Prior to and during this period, a squall of activity was taking place in Victoria. Permits had to be secured. Agreements were formalized with the stakeholders, including Parks Canada (part of the start zone is in Glacier National Park) and the Federal Explosives Regulatory Division. Some of the explosive components are manufactured in the US and had to be shipped across the border. New procedures had to be produced and submitted to WCB for approval. Can you imagine? Much acclaim has to be heaped on Mike Boissonneault and his team for making it happen. Niko Weis and especially Doug Wilson were instrumental in the process. Bruce Allen, his crew and Brant Benum from Revelstoke did a lot of work to ensure the success of this project as well.
The Avalanche Guard was fully operationally last season and performance was good. The solar panels kept the batteries powered up through the dark and cold months of mid-winter despite the inevitable rime events. Communication with the site was never a problem. The explosives components worked well. Accuracy is not and will never be as good as using artillery but it is better than any other kind of launcher technology available today. This distributor definitely has a product that will satisfy the needs of some customers in North America.
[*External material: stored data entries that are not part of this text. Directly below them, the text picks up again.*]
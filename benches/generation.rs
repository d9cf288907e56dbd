use criterion::{criterion_group, criterion_main, BenchmarkId, Criterion};
use delve::{GenerationConfig, Generator, GridSegmenter, LevelGenerator, RandomSource};

fn bench_segmenter(c: &mut Criterion) {
    let mut group = c.benchmark_group("segmenter");
    for size in [20, 30, 50] {
        group.bench_with_input(BenchmarkId::from_parameter(size), &size, |b, &size| {
            let config = GenerationConfig::grid_size(size);
            b.iter(|| {
                let mut rng = RandomSource::from_seed(1234);
                GridSegmenter::segment(&config, &mut rng).unwrap()
            });
        });
    }
    group.finish();
}

fn bench_full_level(c: &mut Criterion) {
    let mut group = c.benchmark_group("level");
    for size in [20, 30] {
        group.bench_with_input(BenchmarkId::from_parameter(size), &size, |b, &size| {
            let config = GenerationConfig::grid_size(size);
            let generator = LevelGenerator::new();
            b.iter(|| {
                let mut rng = RandomSource::from_seed(1234);
                generator.generate(&config, &mut rng)
            });
        });
    }
    group.finish();
}

criterion_group!(benches, bench_segmenter, bench_full_level);
criterion_main!(benches);
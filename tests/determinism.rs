//! Seed-reproducibility scenarios: the same seed and configuration must
//! rebuild the same level byte for byte.

use delve::{GenerationConfig, Generator, LevelGenerator, RandomSource};

fn generate(config: &GenerationConfig, seed: u64) -> delve::DungeonGrid {
    let mut rng = RandomSource::from_seed(seed);
    LevelGenerator::new().generate(config, &mut rng).unwrap()
}

#[test]
fn same_seed_rebuilds_identical_level() {
    // 20x20, 6..10 rooms, seed 1234.
    let config = GenerationConfig::new(20, 20, 6, 10);

    let first = generate(&config, 1234);
    let second = generate(&config, 1234);

    assert_eq!(first.rooms.len(), second.rooms.len());
    for (a, b) in first.rooms.iter().zip(second.rooms.iter()) {
        assert_eq!(a.id, b.id);
        assert_eq!(a.bounding_box, b.bounding_box);
        assert_eq!(a.perimeter(), b.perimeter());
        assert_eq!(a.interior(), b.interior());
        assert_eq!(a.exits, b.exits);
        assert_eq!(a.hub_separation, b.hub_separation);
    }

    assert_eq!(first.hallways.len(), second.hallways.len());
    for (a, b) in first.hallways.iter().zip(second.hallways.iter()) {
        assert_eq!(a.id, b.id);
        assert_eq!(a.path, b.path);
        assert_eq!(a.source_room, b.source_room);
        assert_eq!(a.destination_room, b.destination_room);
    }

    assert_eq!(first.player_spawn, second.player_spawn);
    assert_eq!(first.player_spawn_room, second.player_spawn_room);

    assert_eq!(first.doors.len(), second.doors.len());
    for (a, b) in first.doors.iter().zip(second.doors.iter()) {
        assert_eq!((a.room, a.hallway, a.sectors), (b.room, b.hallway, b.sectors));
    }
    for (a, b) in first.keys.iter().zip(second.keys.iter()) {
        assert_eq!(
            (a.door, a.spawn_position, a.spawn_sector),
            (b.door, b.spawn_position, b.spawn_sector)
        );
    }

    // Byte-identical down to the serialized form and the rendered grid.
    assert_eq!(
        serde_json::to_string(&first).unwrap(),
        serde_json::to_string(&second).unwrap()
    );
    assert_eq!(first.render(), second.render());
}

#[test]
fn reproducible_across_presets() {
    for seed in [7u64, 99, 4242] {
        let config = GenerationConfig::grid_size(24);
        let first = generate(&config, seed);
        let second = generate(&config, seed);
        assert_eq!(
            serde_json::to_string(&first).unwrap(),
            serde_json::to_string(&second).unwrap(),
            "seed {} diverged",
            seed
        );
    }
}
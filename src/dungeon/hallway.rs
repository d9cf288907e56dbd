//! # Hallways
//!
//! A [`Hallway`] is a one-cell-wide corridor between two room exits (or a
//! dead end into open space). Its path cells carry the hallway's id on the
//! grid; wall directions for consumers are derived from the path alone.

use crate::dungeon::room::RoomId;
use crate::utils::math::GridPoint;
use serde::{Deserialize, Serialize};

/// Identifies a hallway. Ids are 1-based and match the positive cell code
/// stamped on the grid.
pub type HallwayId = i32;

/// A corridor between two rooms, or from one room into open space.
#[derive(Debug, Clone, Serialize, Deserialize)]
pub struct Hallway {
    /// Unique 1-based id; equal to the grid stamp of the path cells.
    pub id: HallwayId,
    /// Room the corridor starts from, if any.
    pub source_room: Option<RoomId>,
    /// First corridor cell, one step outside the source room.
    pub source: GridPoint,
    /// The source room's perimeter cell the corridor opens through.
    pub source_exit: GridPoint,
    /// Room the corridor ends in; `None` for dead-end hallways.
    pub destination_room: Option<RoomId>,
    /// Last corridor cell, one step outside the destination room.
    pub destination: GridPoint,
    /// The destination room's perimeter cell; for dead ends this repeats
    /// the source exit so the far end keeps its wall.
    pub destination_exit: GridPoint,
    /// Set once the whole path was dug without collisions.
    pub valid: bool,
    /// Path cells from source to destination, in dig order.
    pub path: Vec<GridPoint>,
}

impl Hallway {
    /// Creates an empty (not yet dug) hallway between two room exits.
    #[allow(clippy::too_many_arguments)]
    pub fn new(
        id: HallwayId,
        source_room: RoomId,
        source: GridPoint,
        source_exit: GridPoint,
        destination_room: RoomId,
        destination: GridPoint,
        destination_exit: GridPoint,
    ) -> Self {
        Hallway {
            id,
            source_room: Some(source_room),
            source,
            source_exit,
            destination_room: Some(destination_room),
            destination,
            destination_exit,
            valid: false,
            path: Vec::new(),
        }
    }

    /// Creates an empty dead-end hallway leaving `source_room` with no
    /// destination. The destination point is updated as digging proceeds.
    pub fn dead_end(
        id: HallwayId,
        source_room: RoomId,
        source: GridPoint,
        source_exit: GridPoint,
    ) -> Self {
        Hallway {
            id,
            source_room: Some(source_room),
            source,
            source_exit,
            destination_room: None,
            destination: source,
            destination_exit: source_exit,
            valid: false,
            path: Vec::new(),
        }
    }

    /// Whether the corridor contains the given cell.
    pub fn contains(&self, point: GridPoint) -> bool {
        self.path.contains(&point)
    }

    /// Whether the point is one of the two room-side exit cells.
    pub fn is_hall_exit(&self, point: GridPoint) -> bool {
        self.source_exit == point || self.destination_exit == point
    }

    /// Whether this hallway connects the two given rooms (either way).
    pub fn connects(&self, room: RoomId, other: RoomId) -> bool {
        self.source_room == Some(room) && self.destination_room == Some(other)
            || self.source_room == Some(other) && self.destination_room == Some(room)
    }

    /// The room on the other end from `room`, if there is one.
    pub fn other_room(&self, room: RoomId) -> Option<RoomId> {
        if self.source_room == Some(room) {
            self.destination_room
        } else {
            self.source_room
        }
    }

    /// The perimeter cell on `room`'s side.
    pub fn room_exit(&self, room: RoomId) -> Option<GridPoint> {
        if self.source_room == Some(room) {
            Some(self.source_exit)
        } else if self.destination_room == Some(room) {
            Some(self.destination_exit)
        } else {
            None
        }
    }

    /// The first corridor cell on `room`'s side.
    pub fn hall_start(&self, room: RoomId) -> Option<GridPoint> {
        if self.source_room == Some(room) {
            Some(self.source)
        } else if self.destination_room == Some(room) {
            Some(self.destination)
        } else {
            None
        }
    }

    /// For every path cell, the cardinal directions that face open space
    /// rather than another cell of this hallway — where a consumer places
    /// wall geometry. Reproducible from the path alone.
    pub fn wall_directions(&self) -> Vec<Vec<GridPoint>> {
        let mut walls = Vec::with_capacity(self.path.len());
        let mut current_direction = self.source - self.source_exit;

        for (i, &point) in self.path.iter().enumerate() {
            let mut candidates = vec![
                GridPoint::new(-current_direction.y, current_direction.x),
                GridPoint::new(current_direction.y, -current_direction.x),
            ];
            if point + current_direction != self.destination_exit {
                candidates.push(current_direction);
            }

            let mut directions = Vec::new();
            for direction in candidates.drain(..) {
                let neighbour = point + direction;
                if !self.path.contains(&neighbour) {
                    directions.push(direction);
                }
            }
            walls.push(directions);

            if i + 1 < self.path.len() {
                current_direction = self.path[i + 1] - point;
            }
        }

        walls
    }

    /// World-space wall placements for every exposed path-cell side.
    pub fn walls(&self, scale: f32, elevation: f32) -> Vec<WallPosition> {
        self.wall_directions()
            .iter()
            .zip(self.path.iter())
            .flat_map(|(directions, &point)| {
                directions
                    .iter()
                    .map(move |&direction| WallPosition::from(point, direction, scale, elevation))
                    .collect::<Vec<_>>()
            })
            .collect()
    }
}

impl std::fmt::Display for Hallway {
    fn fmt(&self, f: &mut std::fmt::Formatter<'_>) -> std::fmt::Result {
        write!(
            f,
            "<Hallway {} {:?}:{} -> {:?}:{} ({} cells{})>",
            self.id,
            self.source_room,
            self.source_exit,
            self.destination_room,
            self.destination_exit,
            self.path.len(),
            if self.valid { "" } else { "; invalid" }
        )
    }
}

/// A wall panel position derived from a cell and an exposed side.
#[derive(Debug, Clone, Copy, PartialEq, Serialize, Deserialize)]
pub struct WallPosition {
    /// The corridor cell owning the wall.
    pub coordinates: GridPoint,
    /// The exposed cardinal side.
    pub direction: GridPoint,
    /// World position of the wall panel midpoint.
    pub position: [f32; 3],
    /// Yaw of the facing direction, radians.
    pub yaw: f32,
}

impl WallPosition {
    /// Places a wall panel halfway between `point` and its neighbour in
    /// `direction`, scaled to world units and raised to `elevation`.
    pub fn from(point: GridPoint, direction: GridPoint, scale: f32, elevation: f32) -> Self {
        let x = (point.x as f32 + 0.5 * direction.x as f32) * scale;
        let z = (point.y as f32 + 0.5 * direction.y as f32) * scale;

        WallPosition {
            coordinates: point,
            direction,
            position: [x, elevation, z],
            yaw: (direction.x as f32).atan2(direction.y as f32),
        }
    }
}
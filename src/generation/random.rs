//! # Random Number Source
//!
//! A seedable generator wrapper exposing exactly the draw surface the
//! pipeline uses: uniform floats in `[0, 1)`, half-open integer ranges and
//! uniform picks. One instance is threaded `&mut` through every stage in
//! strict call order; reproducibility depends on that order, so no stage
//! may draw from anywhere else.

use crate::utils::math::GridPoint;
use rand::rngs::StdRng;
use rand::{Rng, SeedableRng};

/// Seedable pseudo-random source shared by the whole pipeline.
#[derive(Debug, Clone)]
pub struct RandomSource {
    rng: StdRng,
}

impl RandomSource {
    /// Creates a source from an integer seed. The same seed reproduces the
    /// same draw sequence.
    pub fn from_seed(seed: u64) -> Self {
        RandomSource {
            rng: StdRng::seed_from_u64(seed),
        }
    }

    /// Uniform float in `[0, 1)`.
    pub fn value(&mut self) -> f64 {
        self.rng.gen::<f64>()
    }

    /// Whether a roll against `probability` succeeds.
    pub fn chance(&mut self, probability: f64) -> bool {
        self.value() < probability
    }

    /// Uniform integer in `[min, max)`. An empty range yields `min`, so
    /// callers can pass degenerate bounds without special-casing.
    pub fn range(&mut self, min: i32, max: i32) -> i32 {
        if max <= min {
            return min;
        }
        self.rng.gen_range(min..max)
    }

    /// Uniform index into a collection of `len` elements.
    ///
    /// `len` must be non-zero; callers guard against empty collections.
    pub fn index(&mut self, len: usize) -> usize {
        debug_assert!(len > 0, "index() on an empty collection");
        self.rng.gen_range(0..len)
    }

    /// Uniform pick from a non-empty slice.
    pub fn pick<'a, T>(&mut self, items: &'a [T]) -> &'a T {
        &items[self.index(items.len())]
    }

    /// A uniformly random cardinal direction.
    pub fn direction(&mut self) -> GridPoint {
        GridPoint::CARDINALS[self.index(4)]
    }
}

#[cfg(test)]
mod tests {
    use super::*;

    #[test]
    fn test_same_seed_same_sequence() {
        let mut a = RandomSource::from_seed(99);
        let mut b = RandomSource::from_seed(99);

        for _ in 0..100 {
            assert_eq!(a.range(0, 1000), b.range(0, 1000));
        }
        for _ in 0..100 {
            assert_eq!(a.value(), b.value());
        }
    }

    #[test]
    fn test_value_in_unit_interval() {
        let mut rng = RandomSource::from_seed(7);
        for _ in 0..1000 {
            let v = rng.value();
            assert!((0.0..1.0).contains(&v));
        }
    }

    #[test]
    fn test_range_bounds() {
        let mut rng = RandomSource::from_seed(3);
        for _ in 0..1000 {
            let v = rng.range(4, 9);
            assert!((4..9).contains(&v));
        }

        // Degenerate ranges collapse to the lower bound.
        assert_eq!(rng.range(5, 5), 5);
        assert_eq!(rng.range(5, 2), 5);
    }
}
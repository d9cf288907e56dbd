//! # Utilities Module
//!
//! Integer-grid geometry shared by the data model and every generation
//! stage.

pub mod math;

pub use math::*;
I believe that our community needs to look for and test new technologies. I’m proud that my employer has been a leader in this regard for the last 30 years. I think it’s great that companies like CIL/Orion and Avalanche Guard Inc. are developing innovative and practical methods to artificially trigger avalanches. I call upon our universities and progressive companies to research and develop new ways to artificially trigger snow avalanches that will complement our existing technologies.